I have a csv data file containing column 'notes' with satisfaction answers in Hebrew.
I want to find the most popular words and popular '2 words combination', the number of times they show up and plotting them in a bar chart.
My code so far:
PYTHONIOENCODING="UTF-8"
df= pd.read_csv('keep.csv', encoding='utf-8' , usecols=['notes'])
words= df.notes.str.split(expand=True).stack().value_counts()
This produce a list of the words with a counter but takes into account all the stopwords in Hebrew and don't produce '2 words combination' frequencies. I also tried this code and it's not what I'm looking for:
top_N = 30
txt = df.notes.str.lower().str.replace(r'\|', ' ').str.cat(sep=' ')
words = nltk.tokenize.word_tokenize(txt)
word_dist = nltk.FreqDist(words)
rslt = pd.DataFrame(word_dist.most_common(top_N),
columns=['Word', 'Frequency'])
print(rslt)
print('=' * 60)
How can I use nltk to do that?
Use nltk.util.bigrams
:
Solution for count bigrams from all values:
df = pd.DataFrame({'notes':['aa bb cc','cc cc aa aa']})
top_N = 3
txt = df.notes.str.lower().str.replace(r'\|', ' ').str.cat(sep=' ')
words = nltk.tokenize.word_tokenize(txt)
bigrm = list(nltk.bigrams(words))
print (bigrm)
[('aa', 'bb'), ('bb', 'cc'), ('cc', 'cc'), ('cc', 'cc'), ('cc', 'aa'), ('aa', 'aa')]
word_dist = nltk.FreqDist([' '.join(x) for x in bigrm])
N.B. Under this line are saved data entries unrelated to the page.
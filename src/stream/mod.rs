//! Glue between a [`HysteresisGate`](crate::gate::HysteresisGate) and the
//! code feeding it, either push style through a [`Sink`] or pull style
//! through an [`Iterator`].

pub use iter::{GateIterExt, Gated, TryGated};
pub use operator::GateOperator;
pub use sink::{CollectSink, Sink};

mod iter;
mod operator;
mod sink;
rslt = pd.DataFrame(word_dist.most_common(top_N),
columns=['Word', 'Frequency'])
print(rslt)
Word Frequency
0 cc cc 2
1 aa bb 1
2 bb cc 1
Solution for bigrams per each splitted value of column:
df = pd.DataFrame({'notes':['aa bb cc','cc cc aa aa']})
top_N = 3
f = lambda x: list(nltk.bigrams(nltk.tokenize.word_tokenize(x)))
b = df.notes.str.lower().str.replace(r'\|', ' ').apply(f)
print (b)
word_dist = nltk.FreqDist([' '.join(y) for x in b for y in x])
rslt = pd.DataFrame(word_dist.most_common(top_N),
columns=['Word', 'Frequency'])
print(rslt)
Word Frequency
0 aa bb 1
1 bb cc 1
2 cc cc 1
If need count bigrams with separate words:
top_N = 3
f = lambda x: list(nltk.everygrams(nltk.tokenize.word_tokenize(x, 1, 2)))
b = df.notes.str.lower().str.replace(r'\|', ' ').apply(f)
print (b)
word_dist = nltk.FreqDist([' '.join(y) for x in b for y in x])
rslt = pd.DataFrame(word_dist.most_common(top_N),
columns=['Word', 'Frequency'])
and last plot by DataFrame.plot.bar
:
rslt.plot.bar(x='Word', y='Frequency')